WHAT YOU WILL DO:
Starting at the line with "let size_percentiles = PERCENTILES" and going on through the line with "usize, p: u8)", reproduce each line in the records below exactly and nothing more.

GIVEN DATA:
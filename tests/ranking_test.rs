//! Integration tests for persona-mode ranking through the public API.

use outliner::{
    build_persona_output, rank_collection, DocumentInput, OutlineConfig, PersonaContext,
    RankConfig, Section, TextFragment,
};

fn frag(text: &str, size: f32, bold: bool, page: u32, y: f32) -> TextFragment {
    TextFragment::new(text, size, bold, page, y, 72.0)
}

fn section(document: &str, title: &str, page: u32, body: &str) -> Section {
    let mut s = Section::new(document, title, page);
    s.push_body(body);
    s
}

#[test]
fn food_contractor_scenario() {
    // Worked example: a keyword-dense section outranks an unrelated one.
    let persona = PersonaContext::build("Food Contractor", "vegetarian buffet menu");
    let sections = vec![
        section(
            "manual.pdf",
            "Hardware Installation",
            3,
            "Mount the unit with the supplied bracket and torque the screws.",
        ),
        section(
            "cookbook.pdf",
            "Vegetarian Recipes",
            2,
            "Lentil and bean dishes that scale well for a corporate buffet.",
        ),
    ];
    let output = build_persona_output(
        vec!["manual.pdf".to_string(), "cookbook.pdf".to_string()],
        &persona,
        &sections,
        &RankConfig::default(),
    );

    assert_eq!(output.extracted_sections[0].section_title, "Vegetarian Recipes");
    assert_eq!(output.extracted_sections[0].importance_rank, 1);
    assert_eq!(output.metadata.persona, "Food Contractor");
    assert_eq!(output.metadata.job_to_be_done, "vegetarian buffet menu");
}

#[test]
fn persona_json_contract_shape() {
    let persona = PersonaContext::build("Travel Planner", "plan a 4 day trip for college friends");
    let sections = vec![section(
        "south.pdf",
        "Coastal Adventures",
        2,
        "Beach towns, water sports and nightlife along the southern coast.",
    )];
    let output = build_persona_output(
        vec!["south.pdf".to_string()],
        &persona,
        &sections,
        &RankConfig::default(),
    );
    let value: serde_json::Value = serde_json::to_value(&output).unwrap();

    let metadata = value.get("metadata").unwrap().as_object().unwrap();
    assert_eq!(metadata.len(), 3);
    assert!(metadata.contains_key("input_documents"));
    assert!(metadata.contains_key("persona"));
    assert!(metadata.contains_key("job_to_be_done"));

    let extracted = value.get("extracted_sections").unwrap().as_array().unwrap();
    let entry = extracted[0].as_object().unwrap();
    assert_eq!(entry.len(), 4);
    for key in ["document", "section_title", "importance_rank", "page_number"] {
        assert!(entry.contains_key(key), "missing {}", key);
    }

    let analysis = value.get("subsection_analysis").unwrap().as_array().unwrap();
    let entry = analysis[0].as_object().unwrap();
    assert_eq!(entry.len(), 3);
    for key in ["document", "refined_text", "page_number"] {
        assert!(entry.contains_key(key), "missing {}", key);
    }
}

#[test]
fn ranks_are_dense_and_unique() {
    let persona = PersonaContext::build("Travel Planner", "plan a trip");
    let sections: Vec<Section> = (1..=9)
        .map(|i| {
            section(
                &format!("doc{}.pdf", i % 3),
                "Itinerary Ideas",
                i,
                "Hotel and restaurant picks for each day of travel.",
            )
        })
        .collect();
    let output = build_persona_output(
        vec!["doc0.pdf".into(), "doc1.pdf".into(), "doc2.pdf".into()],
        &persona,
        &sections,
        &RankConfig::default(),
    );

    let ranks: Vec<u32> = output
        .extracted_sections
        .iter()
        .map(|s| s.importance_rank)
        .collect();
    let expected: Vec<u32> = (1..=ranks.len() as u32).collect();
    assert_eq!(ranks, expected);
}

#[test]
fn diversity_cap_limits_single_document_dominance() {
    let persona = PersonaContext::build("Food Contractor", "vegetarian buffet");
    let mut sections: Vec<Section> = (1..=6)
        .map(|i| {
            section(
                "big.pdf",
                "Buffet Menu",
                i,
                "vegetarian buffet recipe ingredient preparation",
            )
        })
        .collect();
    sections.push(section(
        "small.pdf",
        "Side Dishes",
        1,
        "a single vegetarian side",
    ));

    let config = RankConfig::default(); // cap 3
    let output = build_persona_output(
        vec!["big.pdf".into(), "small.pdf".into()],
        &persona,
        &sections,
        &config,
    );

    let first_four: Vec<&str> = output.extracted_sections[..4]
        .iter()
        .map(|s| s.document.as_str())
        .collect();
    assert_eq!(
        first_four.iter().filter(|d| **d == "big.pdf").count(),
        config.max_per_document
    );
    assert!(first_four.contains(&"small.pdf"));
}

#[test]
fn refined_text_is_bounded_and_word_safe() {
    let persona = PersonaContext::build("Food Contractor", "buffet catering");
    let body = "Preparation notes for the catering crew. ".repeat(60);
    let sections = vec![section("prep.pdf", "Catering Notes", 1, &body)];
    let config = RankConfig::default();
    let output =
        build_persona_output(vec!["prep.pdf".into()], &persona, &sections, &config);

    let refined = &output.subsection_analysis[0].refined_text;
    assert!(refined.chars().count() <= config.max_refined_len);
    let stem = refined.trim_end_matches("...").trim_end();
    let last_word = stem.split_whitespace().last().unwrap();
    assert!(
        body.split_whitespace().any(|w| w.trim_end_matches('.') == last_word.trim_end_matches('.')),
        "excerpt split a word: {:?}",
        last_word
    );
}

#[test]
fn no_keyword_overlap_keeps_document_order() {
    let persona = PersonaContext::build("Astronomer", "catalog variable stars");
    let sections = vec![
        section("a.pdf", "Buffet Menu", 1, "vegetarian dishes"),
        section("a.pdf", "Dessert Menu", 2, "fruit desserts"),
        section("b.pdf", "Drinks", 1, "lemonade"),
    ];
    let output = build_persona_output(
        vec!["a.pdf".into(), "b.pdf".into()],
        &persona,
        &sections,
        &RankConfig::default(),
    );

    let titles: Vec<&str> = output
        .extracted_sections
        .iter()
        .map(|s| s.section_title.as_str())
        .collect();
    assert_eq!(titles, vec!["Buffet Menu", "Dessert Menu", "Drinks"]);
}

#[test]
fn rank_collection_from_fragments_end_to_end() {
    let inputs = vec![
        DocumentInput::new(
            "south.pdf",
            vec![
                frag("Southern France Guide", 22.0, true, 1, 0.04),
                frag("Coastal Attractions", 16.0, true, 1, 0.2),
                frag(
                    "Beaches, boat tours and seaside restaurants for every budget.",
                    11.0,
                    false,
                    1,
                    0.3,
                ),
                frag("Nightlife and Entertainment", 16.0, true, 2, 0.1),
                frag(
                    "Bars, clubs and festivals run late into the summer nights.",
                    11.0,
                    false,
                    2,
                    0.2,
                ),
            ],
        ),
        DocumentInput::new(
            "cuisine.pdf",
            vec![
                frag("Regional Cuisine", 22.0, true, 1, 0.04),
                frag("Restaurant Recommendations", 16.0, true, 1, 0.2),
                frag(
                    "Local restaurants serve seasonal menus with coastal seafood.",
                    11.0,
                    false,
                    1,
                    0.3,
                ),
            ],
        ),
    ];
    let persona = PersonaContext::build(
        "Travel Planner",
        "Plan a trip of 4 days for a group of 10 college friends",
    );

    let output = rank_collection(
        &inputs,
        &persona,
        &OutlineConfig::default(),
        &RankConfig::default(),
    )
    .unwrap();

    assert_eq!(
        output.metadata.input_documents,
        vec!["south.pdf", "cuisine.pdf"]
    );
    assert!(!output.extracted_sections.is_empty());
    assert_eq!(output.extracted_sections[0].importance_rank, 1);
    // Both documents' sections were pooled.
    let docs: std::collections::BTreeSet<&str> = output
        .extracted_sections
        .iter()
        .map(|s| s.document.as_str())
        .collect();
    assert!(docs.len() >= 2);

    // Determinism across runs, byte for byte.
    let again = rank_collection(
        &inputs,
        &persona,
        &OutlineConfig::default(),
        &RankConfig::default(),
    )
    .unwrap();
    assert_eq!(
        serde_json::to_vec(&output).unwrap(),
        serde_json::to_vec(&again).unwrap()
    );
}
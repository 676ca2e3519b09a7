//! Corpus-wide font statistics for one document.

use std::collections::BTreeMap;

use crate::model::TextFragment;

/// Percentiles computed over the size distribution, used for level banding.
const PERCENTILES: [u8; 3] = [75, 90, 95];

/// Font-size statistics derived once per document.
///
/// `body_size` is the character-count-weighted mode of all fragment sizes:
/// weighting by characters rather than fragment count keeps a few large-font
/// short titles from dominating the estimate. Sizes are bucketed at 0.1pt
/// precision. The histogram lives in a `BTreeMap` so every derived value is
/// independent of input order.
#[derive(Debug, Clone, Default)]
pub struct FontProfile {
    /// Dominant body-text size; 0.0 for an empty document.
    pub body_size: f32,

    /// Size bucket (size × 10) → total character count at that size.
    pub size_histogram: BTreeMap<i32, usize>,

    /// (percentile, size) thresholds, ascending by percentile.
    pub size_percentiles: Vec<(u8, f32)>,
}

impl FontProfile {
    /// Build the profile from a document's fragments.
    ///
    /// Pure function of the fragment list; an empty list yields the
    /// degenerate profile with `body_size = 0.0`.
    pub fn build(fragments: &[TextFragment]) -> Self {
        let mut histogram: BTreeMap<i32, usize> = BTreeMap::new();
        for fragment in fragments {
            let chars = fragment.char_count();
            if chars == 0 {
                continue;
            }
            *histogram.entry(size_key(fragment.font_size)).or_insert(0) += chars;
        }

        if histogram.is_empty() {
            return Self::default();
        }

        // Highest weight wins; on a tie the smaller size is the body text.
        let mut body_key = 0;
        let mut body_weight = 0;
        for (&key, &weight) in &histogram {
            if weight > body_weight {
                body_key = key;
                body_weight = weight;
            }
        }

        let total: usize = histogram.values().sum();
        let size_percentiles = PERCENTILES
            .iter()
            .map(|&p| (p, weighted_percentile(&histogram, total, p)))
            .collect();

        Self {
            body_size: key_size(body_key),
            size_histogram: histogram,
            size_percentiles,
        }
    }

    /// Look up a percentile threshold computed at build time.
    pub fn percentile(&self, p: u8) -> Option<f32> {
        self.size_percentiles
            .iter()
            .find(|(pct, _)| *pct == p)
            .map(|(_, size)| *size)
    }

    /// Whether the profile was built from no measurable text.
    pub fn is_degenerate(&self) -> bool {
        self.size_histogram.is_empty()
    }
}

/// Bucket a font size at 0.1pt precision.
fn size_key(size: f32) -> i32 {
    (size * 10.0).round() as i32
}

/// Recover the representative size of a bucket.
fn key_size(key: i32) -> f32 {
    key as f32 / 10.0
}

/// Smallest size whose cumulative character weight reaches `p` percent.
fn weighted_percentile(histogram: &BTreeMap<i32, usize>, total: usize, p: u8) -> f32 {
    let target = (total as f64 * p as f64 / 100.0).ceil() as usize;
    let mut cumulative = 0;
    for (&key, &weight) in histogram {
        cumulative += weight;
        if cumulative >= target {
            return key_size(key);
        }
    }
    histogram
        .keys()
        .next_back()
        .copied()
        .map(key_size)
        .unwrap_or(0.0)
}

OUTPUT FOR THIS EXERCISE:
        let size_percentiles = PERCENTILES
            .iter()
            .map(|&p| (p, weighted_percentile(&histogram, total, p)))
            .collect();

        Self {
            body_size: key_size(body_key),
            size_histogram: histogram,
            size_percentiles,
        }
    }

    /// Look up a percentile threshold computed at build time.
    pub fn percentile(&self, p: u8) -> Option<f32> {
        self.size_percentiles
            .iter()
            .find(|(pct, _)| *pct == p)
            .map(|(_, size)| *size)
    }

    /// Whether the profile was built from no measurable text.
    pub fn is_degenerate(&self) -> bool {
        self.size_histogram.is_empty()
    }
}

/// Bucket a font size at 0.1pt precision.
fn size_key(size: f32) -> i32 {
    (size * 10.0).round() as i32
}

/// Recover the representative size of a bucket.
fn key_size(key: i32) -> f32 {
    key as f32 / 10.0
}

/// Smallest size whose cumulative character weight reaches `p` percent.
fn weighted_percentile(histogram: &BTreeMap<i32, usize>, total: usize, p: u8) -> f32 {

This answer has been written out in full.